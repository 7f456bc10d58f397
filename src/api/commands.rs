//! Tauri command surface. Every command forwards to the control loop.

pub mod menu;
pub mod orb;
pub mod routing;
pub mod session;
pub mod settings;
pub mod system;
pub mod window;
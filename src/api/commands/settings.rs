//! Settings command module
//!
//! Handles application settings persistence.

use tauri::State;

use crate::core::control::ControlHandle;
use crate::shared::error::AppResult;
use crate::shared::settings::AppSettings;

/// Get current application settings
#[tauri::command]
pub async fn get_settings() -> AppResult<AppSettings> {
    AppSettings::load().await
}

/// Save settings, notify the webviews and apply them to the running shell
#[tauri::command]
pub async fn save_settings(
    app_handle: tauri::AppHandle,
    control: State<'_, ControlHandle>,
    settings: AppSettings,
) -> AppResult<()> {
    settings.save(&app_handle).await?;
    control.apply_settings(settings).await
}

▸ Goal of the exercise: Retype all the data. Nothing may be left out or altered.

▸ Response to this exercise:
repository 7f456bc10d58f397
filename src/api/commands.rs
//! Tauri command surface. Every command forwards to the control loop.

pub mod menu;
pub mod orb;
pub mod routing;
pub mod session;
pub mod settings;
pub mod system;
pub mod window;
filename src/api/commands/settings.rs
//! Settings command module
//!
//! Handles application settings persistence.

use tauri::State;

use crate::core::control::ControlHandle;
use crate::shared::error::AppResult;
use crate::shared::settings::AppSettings;

/// Get current application settings
#[tauri::command]
pub async fn get_settings() -> AppResult<AppSettings> {
    AppSettings::load().await
}

/// Save settings, notify the webviews and apply them to the running shell
#[tauri::command]
pub async fn save_settings(
    app_handle: tauri::AppHandle,
    control: State<'_, ControlHandle>,
    settings: AppSettings,
) -> AppResult<()> {
    settings.save(&app_handle).await?;
    control.apply_settings(settings).await
}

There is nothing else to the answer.